◆ **Dataset entries**:
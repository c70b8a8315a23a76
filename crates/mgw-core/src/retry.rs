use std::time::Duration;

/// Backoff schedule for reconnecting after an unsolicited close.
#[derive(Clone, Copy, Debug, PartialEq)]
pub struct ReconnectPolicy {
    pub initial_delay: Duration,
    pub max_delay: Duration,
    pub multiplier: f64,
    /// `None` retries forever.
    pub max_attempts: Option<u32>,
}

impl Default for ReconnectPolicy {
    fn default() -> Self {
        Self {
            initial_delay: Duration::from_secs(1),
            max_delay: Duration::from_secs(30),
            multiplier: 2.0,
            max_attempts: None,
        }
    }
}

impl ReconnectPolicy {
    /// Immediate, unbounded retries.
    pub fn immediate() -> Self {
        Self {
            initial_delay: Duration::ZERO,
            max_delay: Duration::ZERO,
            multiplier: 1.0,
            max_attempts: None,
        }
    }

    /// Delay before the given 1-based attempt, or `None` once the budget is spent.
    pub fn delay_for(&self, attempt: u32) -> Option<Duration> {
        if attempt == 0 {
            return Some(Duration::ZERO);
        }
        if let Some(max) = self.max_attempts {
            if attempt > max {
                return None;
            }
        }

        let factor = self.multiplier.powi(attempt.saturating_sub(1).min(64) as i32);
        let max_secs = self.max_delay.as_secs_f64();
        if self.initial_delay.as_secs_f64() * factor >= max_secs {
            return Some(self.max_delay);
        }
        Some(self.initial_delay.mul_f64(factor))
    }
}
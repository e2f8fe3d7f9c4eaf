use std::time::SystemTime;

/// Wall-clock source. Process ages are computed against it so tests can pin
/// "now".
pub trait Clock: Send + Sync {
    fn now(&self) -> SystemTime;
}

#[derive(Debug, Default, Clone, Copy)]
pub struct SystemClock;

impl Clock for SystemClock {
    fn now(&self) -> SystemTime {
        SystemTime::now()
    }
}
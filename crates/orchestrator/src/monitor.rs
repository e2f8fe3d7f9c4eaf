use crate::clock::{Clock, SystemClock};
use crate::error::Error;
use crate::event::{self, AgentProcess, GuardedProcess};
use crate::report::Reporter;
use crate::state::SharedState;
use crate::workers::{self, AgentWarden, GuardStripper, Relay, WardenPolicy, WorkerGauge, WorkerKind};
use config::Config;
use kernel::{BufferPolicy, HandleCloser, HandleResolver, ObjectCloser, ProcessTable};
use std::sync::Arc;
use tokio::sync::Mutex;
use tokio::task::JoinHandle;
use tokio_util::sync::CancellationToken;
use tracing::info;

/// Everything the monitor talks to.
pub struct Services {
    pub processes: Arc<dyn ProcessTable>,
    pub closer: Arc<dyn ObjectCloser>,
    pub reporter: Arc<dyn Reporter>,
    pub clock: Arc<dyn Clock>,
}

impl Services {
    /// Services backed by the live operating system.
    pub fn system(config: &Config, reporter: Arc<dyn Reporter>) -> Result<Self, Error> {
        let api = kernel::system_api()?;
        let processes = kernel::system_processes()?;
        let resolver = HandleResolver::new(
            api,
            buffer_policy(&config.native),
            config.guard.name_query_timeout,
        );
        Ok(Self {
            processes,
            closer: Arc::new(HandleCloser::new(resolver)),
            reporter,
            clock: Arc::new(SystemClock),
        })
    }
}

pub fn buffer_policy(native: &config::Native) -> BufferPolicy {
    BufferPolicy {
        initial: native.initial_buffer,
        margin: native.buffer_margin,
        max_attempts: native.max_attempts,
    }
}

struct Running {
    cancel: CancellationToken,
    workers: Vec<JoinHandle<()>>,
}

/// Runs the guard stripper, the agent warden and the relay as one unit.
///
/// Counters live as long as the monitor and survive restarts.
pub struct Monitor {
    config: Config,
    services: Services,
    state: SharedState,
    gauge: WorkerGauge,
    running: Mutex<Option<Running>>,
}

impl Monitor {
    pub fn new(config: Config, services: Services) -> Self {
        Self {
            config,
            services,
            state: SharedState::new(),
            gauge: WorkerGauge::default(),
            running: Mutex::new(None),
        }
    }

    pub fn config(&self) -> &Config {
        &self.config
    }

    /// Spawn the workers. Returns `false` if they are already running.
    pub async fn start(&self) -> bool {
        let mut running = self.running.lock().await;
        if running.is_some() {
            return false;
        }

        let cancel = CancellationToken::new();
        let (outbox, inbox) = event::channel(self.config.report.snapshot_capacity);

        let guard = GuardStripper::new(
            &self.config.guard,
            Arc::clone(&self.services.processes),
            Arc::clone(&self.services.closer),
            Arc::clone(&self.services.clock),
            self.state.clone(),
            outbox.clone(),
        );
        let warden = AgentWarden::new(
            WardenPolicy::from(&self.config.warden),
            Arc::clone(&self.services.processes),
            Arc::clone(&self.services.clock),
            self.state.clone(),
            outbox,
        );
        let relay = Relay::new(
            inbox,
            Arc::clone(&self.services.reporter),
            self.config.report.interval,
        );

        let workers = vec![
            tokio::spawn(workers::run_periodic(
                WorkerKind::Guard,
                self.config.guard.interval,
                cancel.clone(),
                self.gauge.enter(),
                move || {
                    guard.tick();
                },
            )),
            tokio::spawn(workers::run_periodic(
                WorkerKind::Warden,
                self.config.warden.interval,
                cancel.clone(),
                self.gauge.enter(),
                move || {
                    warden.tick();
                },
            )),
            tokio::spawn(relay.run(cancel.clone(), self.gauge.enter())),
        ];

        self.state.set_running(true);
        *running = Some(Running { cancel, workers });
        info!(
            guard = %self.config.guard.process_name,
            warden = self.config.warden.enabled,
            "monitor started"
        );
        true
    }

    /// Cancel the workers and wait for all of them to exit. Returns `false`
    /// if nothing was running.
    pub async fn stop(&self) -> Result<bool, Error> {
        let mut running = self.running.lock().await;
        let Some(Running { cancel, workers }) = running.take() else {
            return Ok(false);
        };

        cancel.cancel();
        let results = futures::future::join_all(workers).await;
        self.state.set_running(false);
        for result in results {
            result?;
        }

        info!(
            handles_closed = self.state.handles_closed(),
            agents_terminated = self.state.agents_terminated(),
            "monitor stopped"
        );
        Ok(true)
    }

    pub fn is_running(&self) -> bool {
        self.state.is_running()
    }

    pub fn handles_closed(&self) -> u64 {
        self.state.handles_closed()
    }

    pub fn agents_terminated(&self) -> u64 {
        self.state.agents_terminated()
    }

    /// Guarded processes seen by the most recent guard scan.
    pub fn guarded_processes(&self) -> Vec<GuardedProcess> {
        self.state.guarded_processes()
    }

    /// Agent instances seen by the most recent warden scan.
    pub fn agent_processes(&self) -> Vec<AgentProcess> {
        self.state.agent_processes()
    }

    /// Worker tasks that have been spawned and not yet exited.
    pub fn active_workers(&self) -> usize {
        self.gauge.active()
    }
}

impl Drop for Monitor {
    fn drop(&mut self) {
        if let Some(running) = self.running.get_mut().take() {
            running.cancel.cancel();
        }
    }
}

◆ **What is expected**:
Every line in the data above that includes the word "WardenPolicy" should be copied.

◆ **Exercise solution**:
use crate::workers::{self, AgentWarden, GuardStripper, Relay, WardenPolicy, WorkerGauge, WorkerKind};
            WardenPolicy::from(&self.config.warden),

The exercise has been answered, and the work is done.